The Plight of Children
Are We Meeting Our Responsibility to Children?
Interaction Council, Session II, 22nd Annual Meeting
July 22, 2004
By Kirk O. Hanson, Santa Clara University
Mr. Chairman, Members of the InterAction Council, Special Guests and
Observers: I am pleased to join Prof. Hyodo in launching the discussion
of the question "Are We Meeting Our Responsibility to Children?"
As a professor of ethics, I participated in the Tokyo High Level meeting
which produced the Chairman's Report you have in your binders.
Prof. Hyodo has articulated the troubling facts which led the participants
in the Tokyo meeting to conclude NO, we are not meeting our responsibility
In addressing this failure, we must confront the ethical failure which
is at the heart of the problem. We do have an ethical responsibility to
children. They are the most vulnerable inhabitants of our globe, and it
falls to the more powerful to protect and nurture them.
In the Universal Declaration of Human Responsibility prepared by the
InterAction Council in 1997, Article 18 calls for all adults not to exploit,
abuse, or maltreat children. Article 9 sites that all peoples have the
responsibility to overcome poverty, malnutrition, ignorance, and inequality.
And in Article 10, all peoples are said to have an obligation to lend
support to those in particular need.
Thus the central question is whether we will recognize this ethical responsibility
and give it priority over other concerns. Ethics is ultimately about self
interest versus the interests of others. It is about what priority we
give to particular obligations or actions.
In our private actions, it is about what we do with the time and
with our wealth that has come from our work, from our birth, or from our
God. Do we use our wealth or some of it to aid others rather
than for our own interests and pleasures?

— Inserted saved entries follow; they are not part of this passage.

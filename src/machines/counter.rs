//! A counter machine demonstrating context (data storage) and actions.
//!
//! The counter has a single state; `INCREMENT`, `DECREMENT` and `RESET`
//! are internal transitions that only mutate the `count` context field.

use crate::core::Context;
use crate::definition::{MachineBuilder, MachineDefinition};

/// Literal definition text, for the demo harness's reference section.
pub const LISTING: &str = r#"MachineBuilder::new("counter")
    .initial("active")
    .context("count", 0)
    .on_internal("active", "INCREMENT", |ctx| adjust(ctx, 1))
    .on_internal("active", "DECREMENT", |ctx| adjust(ctx, -1))
    .on_internal("active", "RESET", |ctx| ctx.set("count", 0))
    .build()"#;

fn adjust(context: &mut Context, delta: i64) {
    let count = context.get_i64("count").unwrap_or(0);
    context.set("count", count + delta);
}

/// Build the counter machine definition.
pub fn machine() -> MachineDefinition {
    MachineBuilder::new("counter")
        .initial("active")
        .context("count", 0)
        .on_internal("active", "INCREMENT", |ctx| adjust(ctx, 1))
        .on_internal("active", "DECREMENT", |ctx| adjust(ctx, -1))
        .on_internal("active", "RESET", |ctx| ctx.set("count", 0))
        .build()
        .expect("counter definition is well-formed")
}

So it is also for nations and peoples. To honor an ethical responsibility
to children, we must value children in need in our own countries and in
countries poorer than our own more than our own pleasure, more
than other priorities which clamor for our attention. It is about being
committed to more than one's personal interest, more than to the interest
of one's nation, instead to the interests of all human beings and
in this case to the most vulnerable of them, children. This is the essence
of the global ethic that has motivated the InterAction Council and its
founder Takeo Fukuda.
To make the case for a global ethic to value others more than
our own country's interest takes leadership and courage. One will
always confront those who will contend that one's own interests
or those of one's country should take priority over the interests
of children elsewhere.
I come from a country, the United States, which is paradoxically increasingly
generous on a personal level but in recent years rather ungenerous
at the state level. Personal philanthropy by citizens of the United States
to global causes including children is increasing significantly.
It is not just Microsoft Chairman Bill Gates, but an increasing number
of Americans, who are discovering the necessity of the global ethic
and the priority of global philanthropy. Nonetheless, as Mr. McNamara
cited yesterday, development and relief aid from the United States government,
so generous immediately after World War II, has fallen to just over .1%
of gross national product.
In some ways this is very hard to understand. In the case of children,
one can make a very strong practical expedient case for aid to children.
A child who is fed and educated can grow up to defend himself and his
family, can become an economic producer and can advocate for his or her
own rights. He or she needs less future aid and can even contribute to
the welfare of others. A child in desperate need and without hope is more
easily exploited, more likely to be conscripted as a child soldier, and
more likely to be recruited as a suicide bomber. An educated girl child
can advocate for her own rights and statistics show will
have fewer and healthier children.
So what can the IAC do today in addressing the failure of our nations
and our peoples to meet their responsibility to children? Among the recommendations
discussed in Tokyo were the following:
1. All countries need to recapture the sense of purpose and generosity
demonstrated after 1945.
2. Leaders must make the commitment to children a key part of their
personal ethics and philosophy, their public advocacy, and their legislative
and executive agenda.
3. Wealthy countries must recognize and honor a greater global ethical
responsibility, making all their arrangements including trade
policy contribute to the development of poorer countries.
4. NGO's must become watchdogs on national social spending for children
and also foreign assistance to support children around the globe.
5. All of us who proclaim a global ethic and responsibility to children
must listen to the voices of children and their voice about their own
needs. We are not always the wisest regarding their real needs.
6. Religious leaders and yes teachers of ethics and society
must instill an understanding and commitment to the global ethic and
the priority of children.
Finally, as in all fields of human endeavor, one must become specific
in one's advocacy. It is not enough, we concluded, to promote a general
global ethic of responsibility to children. One must embrace a responsibility
to specific children or specific needs of children to the children
of SubSaharan Africa, to AIDS orphans, to child soldiers, to girls drawn
into sexual slavery. Only in campaigning for specific children
and specific actions do we meet our responsibility to children.